More detectors would help with both identifying the origin of a gravitational wave signal and network uptime.
By timing the arrival of the signal at the two detectors LIGO can roughly point to an area of the sky where the signal originated, but with three or more detectors a better estimate of the location of the source can be made. When the Virgo gravitational wave detector joined the observing run it became possible to produce significantly more accurate ‘maps’ of gravitational wave signals.
Also with more detectors we can observe for longer periods in case one detector goes offline.
Currently the KAGRA detector is under construction in Japan and there are plans underway to construct a third LIGO detector in India.
Both LIGO observatories are currently begin upgraded to increase the sensitivity of the detectors for the next observing run. This includes increasing the laser power, making upgrades to the suspension systems and the installation of a quantum noise mitigation scheme called squeezed light injection.
It is expected that this series of upgrades will improve the sensitivity of the LIGO detectors by a factor of 2, meaning we can search a volume of space 8 times greater, so expect even more detections in the next observing run.
[AS. PhD Student LIGO Instrumentation]
MCB: What’s next for LIGO?
The Laser Interferometer Gravitational-wave Observatory (and other gravitational wave instruments around the world, currently including Virgo, as well as KAGRA and LIGO-India in the coming years, and for exceptionally close sources, GEO600) will serve as just that: an observatory. LIGO will continue to get more sensitive, and as it does, we will observe gravitational wave sources and expand our catalog of known black holes and neutron stars. We’ll also be on the lookout for new types of signals from sources like pulsars, supernovae, and a stochastic background of gravitational waves, as well as gravitational wave sources we may not expect! Future observations will help us learn even more about the Universe and the laws that govern it. [JM, PhD, LIGO data analysis/instrumentation]
MCB: What’s one thing in particular that you wish people knew about gravitational waves?
Better late than never, here’s two times “one thing” from different people:
Observing gravitational waves for the first time is like finally being able to hear the symphony of the Universe and observe the dynamics of the most energetic events. [Evan Goetz, Scientist, LIGO instrumentalist / astrophysics]
Especially since the last publication: we can now predict WHEN and WHERE EM events will happen. We kind of knew a minute in advance when a Kilonova was to happen. and where. That’s absolutely amazing in my opinion. If we get the data flow faster from detection algorithm telescope pointing, we could catch it in time. [Simon Barke, Postdoctoral Researcher, University of Florida]

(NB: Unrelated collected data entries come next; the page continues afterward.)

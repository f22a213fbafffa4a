//! Platform payload adapters
//!
//! This module provides adapters that parse raw platform JSON payloads and map
//! them to the canonical, platform-agnostic activity shape.

mod android;
mod ios;
mod normalized;

pub use android::AndroidAdapter;
pub use ios::IosAdapter;
pub use normalized::NormalizedAdapter;

use chrono::{DateTime, TimeZone, Utc};
use serde::{Deserialize, Deserializer};
use serde_json::Value;

use crate::error::ProcessError;

/// Canonical activity before event-time resolution.
///
/// Identical to [`crate::types::NormalizedActivityEvent`] except that the
/// timestamp may be missing or unparseable in the source payload.
#[derive(Debug, Clone, PartialEq)]
pub struct CanonicalActivity {
    pub user_id: String,
    pub first_name: String,
    pub last_name: String,
    pub steps: i64,
    pub latitude: Option<f64>,
    pub longitude: Option<f64>,
    pub pincode: Option<String>,
    pub timestamp: Option<DateTime<Utc>>,
}

/// Trait for platform payload adapters
pub trait PlatformPayloadAdapter: Send + Sync {
    /// Name used in logs and parse errors
    fn name(&self) -> &'static str;

    /// Parse a raw payload into the canonical activity shape
    fn parse(&self, payload: &Value) -> Result<CanonicalActivity, ProcessError>;
}

/// Accepts RFC 3339 strings or epoch milliseconds; anything else reads as missing.
pub(crate) fn lenient_timestamp<'de, D>(deserializer: D) -> Result<Option<DateTime<Utc>>, D::Error>
where
    D: Deserializer<'de>,
{
    let value = Option::<Value>::deserialize(deserializer)?;
    Ok(value.as_ref().and_then(timestamp_from_value))
}

fn timestamp_from_value(value: &Value) -> Option<DateTime<Utc>> {
    match value {
        Value::String(raw) => DateTime::parse_from_rfc3339(raw)
            .ok()
            .map(|dt| dt.with_timezone(&Utc)),
        Value::Number(n) => n
            .as_i64()
            .and_then(|ms| Utc.timestamp_millis_opt(ms).single()),
        _ => None,
    }
}

/// Pincodes arrive as strings from iOS and as numbers from some Android builds.
pub(crate) fn lenient_pincode<'de, D>(deserializer: D) -> Result<Option<String>, D::Error>
where
    D: Deserializer<'de>,
{
    let value = Option::<Value>::deserialize(deserializer)?;
    Ok(match value {
        Some(Value::String(s)) => Some(s),
        Some(Value::Number(n)) => Some(n.to_string()),
        _ => None,
    })
}

/// Wrap a payload deserialization failure with the adapter's name
pub(crate) fn parse_error(source_name: &'static str) -> impl FnOnce(serde_json::Error) -> ProcessError {
    move |e| ProcessError::ParseError {
        source_name,
        message: e.to_string(),
    }
}

pub(crate) fn require<T>(value: Option<T>, field: &str) -> Result<T, ProcessError> {
    value.ok_or_else(|| ProcessError::MissingField(field.to_string()))
}
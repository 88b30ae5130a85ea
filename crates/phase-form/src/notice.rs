//! User-facing notices
//!
//! Turns outcomes and errors into the signals a presentation layer shows:
//! a confirmation, a failure message, a transient hint, or inline field
//! guidance.

use crate::error::FormError;
use crate::pipeline::Outcome;
use phase_model::{FieldErrorKind, FieldId, FieldSchema};

/// Severity of a notice
#[derive(Debug, Clone, Copy, PartialEq, Eq)]
pub enum NoticeLevel {
    /// Submission went through
    Success,
    /// Transient, no action needed
    Info,
    /// Something failed; user may retry
    Error,
}

/// Message for the user
#[derive(Debug, Clone, PartialEq, Eq)]
pub struct Notice {
    /// Severity
    pub level: NoticeLevel,
    /// Main message
    pub message: String,
    /// Inline guidance per field
    pub field_messages: Vec<(FieldId, String)>,
}

impl Notice {
    fn new(level: NoticeLevel, message: impl Into<String>) -> Self {
        Self {
            level,
            message: message.into(),
            field_messages: Vec::new(),
        }
    }

    /// Notice for a submission that reached the network
    #[must_use]
    pub fn from_outcome(outcome: &Outcome) -> Self {
        match outcome {
            Outcome::Success(_) => Self::new(NoticeLevel::Success, "Form submitted successfully!"),
            Outcome::Failure(reason) => Self::new(
                NoticeLevel::Error,
                format!("Form submission failed. {reason}"),
            ),
        }
    }

    /// Notice for an error, if the user should see one
    ///
    /// Integration defects (unknown fields, detached forms) return `None`.
    #[must_use]
    pub fn from_error(err: &FormError) -> Option<Self> {
        if !err.is_user_facing() {
            return None;
        }
        match err {
            FormError::AlreadyInProgress => Some(Self::new(
                NoticeLevel::Info,
                "A submission is already in progress.",
            )),
            FormError::ValidationFailed(errors) => {
                let mut notice = Self::new(
                    NoticeLevel::Error,
                    "Some dates are not valid. Please correct the highlighted fields.",
                );
                notice.field_messages = errors
                    .iter()
                    .map(|(id, kind)| (id, field_message(id, kind)))
                    .collect();
                Some(notice)
            }
            FormError::SubmissionFailed(reason) => Some(Self::new(
                NoticeLevel::Error,
                format!("Form submission failed. {reason}"),
            )),
            FormError::Config(_) => Some(Self::new(
                NoticeLevel::Error,
                "Form submission failed. The form is not configured correctly.",
            )),
            FormError::UnknownField(_) | FormError::Detached => None,
        }
    }

    /// Notice for either branch of a submit call
    #[must_use]
    pub fn from_submit(result: &Result<Outcome, FormError>) -> Option<Self> {
        match result {
            Ok(outcome) => Some(Self::from_outcome(outcome)),
            Err(err) => Self::from_error(err),
        }
    }
}

fn field_message(id: FieldId, kind: &FieldErrorKind) -> String {
    let label = FieldSchema::descriptor(id).label;
    match kind {
        FieldErrorKind::InvalidDate { raw } => {
            format!("{label}: '{raw}' is not a valid date (use DD/MM/YYYY)")
        }
    }
}
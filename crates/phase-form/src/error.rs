//! Error types for the phase form
//!
//! Every error is terminal for the attempt that raised it. Nothing here is
//! retried; the user has to act again.

use crate::config::ConfigError;
use phase_model::{FieldErrors, ModelError};

/// Main form error type
#[derive(Debug, thiserror::Error)]
pub enum FormError {
    /// Edit named a field outside the schema
    #[error("unknown field: {0}")]
    UnknownField(String),

    /// A submission is already in flight
    #[error("a submission is already in progress")]
    AlreadyInProgress,

    /// One or more fields hold invalid dates
    #[error("validation failed: {0}")]
    ValidationFailed(FieldErrors),

    /// Request failed or the server rejected it
    #[error("submission failed: {0}")]
    SubmissionFailed(#[from] TransportError),

    /// The form was torn down
    #[error("form is no longer active")]
    Detached,

    /// Configuration error
    #[error("configuration error: {0}")]
    Config(#[from] ConfigError),
}

impl FormError {
    /// Check if error is a transient notice rather than a failure
    #[inline]
    #[must_use]
    pub fn is_transient(&self) -> bool {
        matches!(self, Self::AlreadyInProgress)
    }

    /// Check if error should be shown to the user
    ///
    /// `UnknownField` and `Detached` are integration defects and only logged.
    #[inline]
    #[must_use]
    pub fn is_user_facing(&self) -> bool {
        !matches!(self, Self::UnknownField(_) | Self::Detached)
    }

    /// Per-field errors, when validation blocked the submission
    #[inline]
    #[must_use]
    pub fn field_errors(&self) -> Option<&FieldErrors> {
        match self {
            Self::ValidationFailed(errors) => Some(errors),
            _ => None,
        }
    }
}

impl From<ModelError> for FormError {
    fn from(err: ModelError) -> Self {
        match err {
            ModelError::UnknownField(name) => Self::UnknownField(name),
        }
    }
}

impl From<FieldErrors> for FormError {
    fn from(errors: FieldErrors) -> Self {
        Self::ValidationFailed(errors)
    }
}

/// Outbound request failures
#[derive(Debug, Clone, PartialEq, Eq, thiserror::Error)]
pub enum TransportError {
    /// Connection, DNS or body read failure
    #[error("network error: {0}")]
    Network(String),

    /// Server answered with a non-2xx status
    #[error("server returned {status}")]
    Status {
        /// HTTP status code
        status: u16,
        /// Response body, as text
        body: String,
    },

    /// No response within the configured bound
    #[error("no response after {after_secs}s")]
    Timeout {
        /// Configured bound
        after_secs: u64,
    },

    /// Payload could not be encoded
    #[error("failed to encode payload: {0}")]
    Encode(String),
}
//! Static field schema
//!
//! Single source of truth for labels, sections and value types.
//! Rows are kept in [`FieldId::ALL`] order so lookups index directly.

use crate::field::{FieldId, Section};

/// Date format shown to users, `DD/MM/YYYY`
pub const DISPLAY_FORMAT: &str = "%d/%m/%Y";

/// Value type a field accepts
#[derive(Debug, Clone, Copy, PartialEq, Eq, Hash)]
pub enum ValueType {
    /// Nullable calendar date
    OptionalDate,
}

/// Declaration of one field
#[derive(Debug, Clone, Copy, PartialEq, Eq)]
pub struct FieldDescriptor {
    /// Stable identifier
    pub id: FieldId,
    /// Human-readable label
    pub label: &'static str,
    /// Owning section
    pub section: Section,
    /// Accepted value type
    pub value_type: ValueType,
}

impl FieldDescriptor {
    const fn date(id: FieldId, label: &'static str, section: Section) -> Self {
        Self {
            id,
            label,
            section,
            value_type: ValueType::OptionalDate,
        }
    }

    /// Tooltip text attached to the field label
    #[must_use]
    pub fn help_text(&self) -> String {
        format!("More info about {}", self.label)
    }
}

static FIELDS: [FieldDescriptor; FieldId::COUNT] = [
    FieldDescriptor::date(FieldId::CancellationDate, "Cancellation Date", Section::Staging),
    FieldDescriptor::date(FieldId::TargetedAwardDate, "Targeted Award Date", Section::Staging),
    FieldDescriptor::date(
        FieldId::DocumentStart,
        "Document Development Phase Start Date",
        Section::DocumentDevelopment,
    ),
    FieldDescriptor::date(
        FieldId::DocumentEnd,
        "Document Development Phase End Date",
        Section::DocumentDevelopment,
    ),
    FieldDescriptor::date(FieldId::MarketStart, "Market Phase Start Date", Section::Market),
    FieldDescriptor::date(FieldId::MarketEnd, "Market Phase End Date", Section::Market),
    FieldDescriptor::date(
        FieldId::EvaluationStart,
        "Evaluation Phase Start Date",
        Section::Evaluation,
    ),
    FieldDescriptor::date(
        FieldId::EvaluationEnd,
        "Evaluation Phase End Date",
        Section::Evaluation,
    ),
    FieldDescriptor::date(FieldId::AwardStart, "Award Phase Start Date", Section::Award),
    FieldDescriptor::date(FieldId::AwardEnd, "Award Phase End Date", Section::Award),
];

/// Access to the static field schema
#[derive(Debug, Clone, Copy, Default)]
pub struct FieldSchema;

impl FieldSchema {
    /// All fields in display order
    #[inline]
    #[must_use]
    pub fn fields() -> &'static [FieldDescriptor] {
        &FIELDS
    }

    /// Descriptor for a field
    #[inline]
    #[must_use]
    pub fn descriptor(id: FieldId) -> &'static FieldDescriptor {
        &FIELDS[id.index()]
    }

    /// Sections in display order, each with its fields
    pub fn sections() -> impl Iterator<Item = (Section, Vec<&'static FieldDescriptor>)> {
        Section::ALL.into_iter().map(|section| {
            let fields = FIELDS.iter().filter(|f| f.section == section).collect();
            (section, fields)
        })
    }
}

#[cfg(test)]
mod tests {
    use super::*;
    use pretty_assertions::assert_eq;

    #[test]
    fn rows_follow_identifier_order() {
        let ids: Vec<FieldId> = FieldSchema::fields().iter().map(|f| f.id).collect();
        assert_eq!(ids, FieldId::ALL.to_vec());
    }

    #[test]
    fn row_sections_agree_with_identifiers() {
        for field in FieldSchema::fields() {
            assert_eq!(field.section, field.id.section());
        }
    }

    #[test]
    fn every_field_is_an_optional_date() {
        assert!(FieldSchema::fields()
            .iter()
            .all(|f| f.value_type == ValueType::OptionalDate));
    }

    #[test]
    fn sections_group_fields() {
        let sections: Vec<(&str, Vec<&str>)> = FieldSchema::sections()
            .map(|(s, fields)| (s.title(), fields.iter().map(|f| f.label).collect()))
            .collect();

        assert_eq!(sections.len(), 5);
        assert_eq!(
            sections[0],
            ("Staging", vec!["Cancellation Date", "Targeted Award Date"])
        );
        assert_eq!(
            sections[4],
            (
                "Award Phase",
                vec!["Award Phase Start Date", "Award Phase End Date"]
            )
        );
    }

    #[test]
    fn help_text_names_the_label() {
        let field = FieldSchema::descriptor(FieldId::MarketEnd);
        assert_eq!(field.help_text(), "More info about Market Phase End Date");
    }
}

Special thanks to the following scientists for answering my questions during the Reddit AMA:
- Avneet Singh, Albert-Einstein-Institut (c)
- Jennifer Wright, University of Glasgow
- Noah Sennett, Albert-Einstein-Institut
- Hunter Gabbard, University of Glasgow
- Simon Barke, University of Florida
- Evan Goetz, University of Michigan (LHO)
- Rachel Hamburg, University of Alabama Huntsville (FermiGBM)
- Jess McIver, Caltech
- Andrew Spencer, University of Glasgow
- Shivaraj Kandhasamy, University of Minnesota (LLO)
Editor’s Note: This post has been updated to include late, but very welcome, submissions by the LIGO team. More science is always appreciated!